------ Input data
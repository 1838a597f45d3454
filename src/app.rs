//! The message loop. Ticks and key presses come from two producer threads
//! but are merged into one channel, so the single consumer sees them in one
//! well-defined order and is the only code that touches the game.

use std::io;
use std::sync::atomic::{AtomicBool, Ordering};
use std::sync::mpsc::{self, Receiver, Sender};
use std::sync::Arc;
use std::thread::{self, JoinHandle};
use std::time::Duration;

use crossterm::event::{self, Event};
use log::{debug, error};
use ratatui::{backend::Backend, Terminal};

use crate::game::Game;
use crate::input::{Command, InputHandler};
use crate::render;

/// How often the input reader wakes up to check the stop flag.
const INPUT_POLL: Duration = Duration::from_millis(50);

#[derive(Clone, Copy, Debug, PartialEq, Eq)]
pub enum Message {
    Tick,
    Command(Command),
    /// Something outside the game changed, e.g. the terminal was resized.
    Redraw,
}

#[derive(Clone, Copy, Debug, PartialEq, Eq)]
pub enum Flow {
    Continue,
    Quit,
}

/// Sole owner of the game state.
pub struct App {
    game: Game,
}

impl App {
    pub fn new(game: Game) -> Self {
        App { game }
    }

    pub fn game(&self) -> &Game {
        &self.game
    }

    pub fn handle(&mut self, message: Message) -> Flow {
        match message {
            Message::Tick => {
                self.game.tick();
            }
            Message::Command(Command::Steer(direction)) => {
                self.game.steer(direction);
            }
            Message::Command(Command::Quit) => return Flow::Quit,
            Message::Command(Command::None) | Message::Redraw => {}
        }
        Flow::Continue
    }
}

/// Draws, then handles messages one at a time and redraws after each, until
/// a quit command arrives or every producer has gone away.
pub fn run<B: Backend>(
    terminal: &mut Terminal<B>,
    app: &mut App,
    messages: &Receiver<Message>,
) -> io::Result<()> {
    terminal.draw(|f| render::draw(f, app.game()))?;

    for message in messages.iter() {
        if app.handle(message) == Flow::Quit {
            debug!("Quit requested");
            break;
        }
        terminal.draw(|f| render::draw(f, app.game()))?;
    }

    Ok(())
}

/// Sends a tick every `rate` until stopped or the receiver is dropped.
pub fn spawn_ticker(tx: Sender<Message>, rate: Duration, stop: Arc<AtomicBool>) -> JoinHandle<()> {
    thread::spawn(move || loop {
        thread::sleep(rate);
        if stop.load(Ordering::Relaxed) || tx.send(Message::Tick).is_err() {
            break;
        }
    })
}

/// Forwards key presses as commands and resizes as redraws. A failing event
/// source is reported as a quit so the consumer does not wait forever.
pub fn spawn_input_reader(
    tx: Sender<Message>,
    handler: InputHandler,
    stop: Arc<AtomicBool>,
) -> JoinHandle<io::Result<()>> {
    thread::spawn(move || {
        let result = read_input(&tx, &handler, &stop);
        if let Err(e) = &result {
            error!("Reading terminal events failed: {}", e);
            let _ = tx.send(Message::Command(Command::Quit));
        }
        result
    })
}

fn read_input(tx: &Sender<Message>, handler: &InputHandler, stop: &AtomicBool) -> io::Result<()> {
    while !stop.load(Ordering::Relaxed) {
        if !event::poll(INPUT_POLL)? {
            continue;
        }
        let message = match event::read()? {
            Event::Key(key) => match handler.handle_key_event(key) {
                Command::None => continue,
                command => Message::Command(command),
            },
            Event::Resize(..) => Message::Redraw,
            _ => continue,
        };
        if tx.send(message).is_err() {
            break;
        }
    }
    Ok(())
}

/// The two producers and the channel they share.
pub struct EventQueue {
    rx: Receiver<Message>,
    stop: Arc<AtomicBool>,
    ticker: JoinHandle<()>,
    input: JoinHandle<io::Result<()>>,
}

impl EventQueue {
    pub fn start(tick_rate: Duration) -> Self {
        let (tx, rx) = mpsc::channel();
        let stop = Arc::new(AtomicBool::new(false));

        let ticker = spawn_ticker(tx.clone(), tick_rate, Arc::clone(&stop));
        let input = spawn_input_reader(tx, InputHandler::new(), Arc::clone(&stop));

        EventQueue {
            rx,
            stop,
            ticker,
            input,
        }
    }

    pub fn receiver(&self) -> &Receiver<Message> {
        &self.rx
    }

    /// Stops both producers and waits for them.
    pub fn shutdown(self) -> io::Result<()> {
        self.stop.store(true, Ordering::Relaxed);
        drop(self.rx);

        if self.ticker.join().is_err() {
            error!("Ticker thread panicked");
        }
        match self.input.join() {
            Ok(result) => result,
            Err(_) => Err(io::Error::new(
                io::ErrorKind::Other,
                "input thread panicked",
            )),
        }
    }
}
------------
▸ Activity: Once you have read the listing above, set it down again without alteration.

▸ Output of the task:
repository 1838a597f45d3454
filename src/app.rs
//! The message loop. Ticks and key presses come from two producer threads
//! but are merged into one channel, so the single consumer sees them in one
//! well-defined order and is the only code that touches the game.

use std::io;
use std::sync::atomic::{AtomicBool, Ordering};
use std::sync::mpsc::{self, Receiver, Sender};
use std::sync::Arc;
use std::thread::{self, JoinHandle};
use std::time::Duration;

use crossterm::event::{self, Event};
use log::{debug, error};
use ratatui::{backend::Backend, Terminal};

use crate::game::Game;
use crate::input::{Command, InputHandler};
use crate::render;

/// How often the input reader wakes up to check the stop flag.
const INPUT_POLL: Duration = Duration::from_millis(50);

#[derive(Clone, Copy, Debug, PartialEq, Eq)]
pub enum Message {
    Tick,
    Command(Command),
    /// Something outside the game changed, e.g. the terminal was resized.
    Redraw,
}

#[derive(Clone, Copy, Debug, PartialEq, Eq)]
pub enum Flow {
    Continue,
    Quit,
}

/// Sole owner of the game state.
pub struct App {
    game: Game,
}

impl App {
    pub fn new(game: Game) -> Self {
        App { game }
    }

    pub fn game(&self) -> &Game {
        &self.game
    }

    pub fn handle(&mut self, message: Message) -> Flow {
        match message {
            Message::Tick => {
                self.game.tick();
            }
            Message::Command(Command::Steer(direction)) => {
                self.game.steer(direction);
            }
            Message::Command(Command::Quit) => return Flow::Quit,
            Message::Command(Command::None) | Message::Redraw => {}
        }
        Flow::Continue
    }
}

/// Draws, then handles messages one at a time and redraws after each, until
/// a quit command arrives or every producer has gone away.
pub fn run<B: Backend>(
    terminal: &mut Terminal<B>,
    app: &mut App,
    messages: &Receiver<Message>,
) -> io::Result<()> {
    terminal.draw(|f| render::draw(f, app.game()))?;

    for message in messages.iter() {
        if app.handle(message) == Flow::Quit {
            debug!("Quit requested");
            break;
        }
        terminal.draw(|f| render::draw(f, app.game()))?;
    }

    Ok(())
}

/// Sends a tick every `rate` until stopped or the receiver is dropped.
pub fn spawn_ticker(tx: Sender<Message>, rate: Duration, stop: Arc<AtomicBool>) -> JoinHandle<()> {
    thread::spawn(move || loop {
        thread::sleep(rate);
        if stop.load(Ordering::Relaxed) || tx.send(Message::Tick).is_err() {
            break;
        }
    })
}

/// Forwards key presses as commands and resizes as redraws. A failing event
/// source is reported as a quit so the consumer does not wait forever.
pub fn spawn_input_reader(
    tx: Sender<Message>,
    handler: InputHandler,
    stop: Arc<AtomicBool>,
) -> JoinHandle<io::Result<()>> {
    thread::spawn(move || {
        let result = read_input(&tx, &handler, &stop);
        if let Err(e) = &result {
            error!("Reading terminal events failed: {}", e);
            let _ = tx.send(Message::Command(Command::Quit));
        }
        result
    })
}

fn read_input(tx: &Sender<Message>, handler: &InputHandler, stop: &AtomicBool) -> io::Result<()> {
    while !stop.load(Ordering::Relaxed) {
        if !event::poll(INPUT_POLL)? {
            continue;
        }
        let message = match event::read()? {
            Event::Key(key) => match handler.handle_key_event(key) {
                Command::None => continue,
                command => Message::Command(command),
            },
            Event::Resize(..) => Message::Redraw,
            _ => continue,
        };
        if tx.send(message).is_err() {
            break;
        }
    }
    Ok(())
}

/// The two producers and the channel they share.
pub struct EventQueue {
    rx: Receiver<Message>,
    stop: Arc<AtomicBool>,
    ticker: JoinHandle<()>,
    input: JoinHandle<io::Result<()>>,
}

impl EventQueue {
    pub fn start(tick_rate: Duration) -> Self {
        let (tx, rx) = mpsc::channel();
        let stop = Arc::new(AtomicBool::new(false));

        let ticker = spawn_ticker(tx.clone(), tick_rate, Arc::clone(&stop));
        let input = spawn_input_reader(tx, InputHandler::new(), Arc::clone(&stop));

        EventQueue {
            rx,
            stop,
            ticker,
            input,
        }
    }

    pub fn receiver(&self) -> &Receiver<Message> {
        &self.rx
    }

    /// Stops both producers and waits for them.
    pub fn shutdown(self) -> io::Result<()> {
        self.stop.store(true, Ordering::Relaxed);
        drop(self.rx);

        if self.ticker.join().is_err() {
            error!("Ticker thread panicked");
        }
        match self.input.join() {
            Ok(result) => result,
            Err(_) => Err(io::Error::new(
                io::ErrorKind::Other,
                "input thread panicked",
            )),
        }
    }
}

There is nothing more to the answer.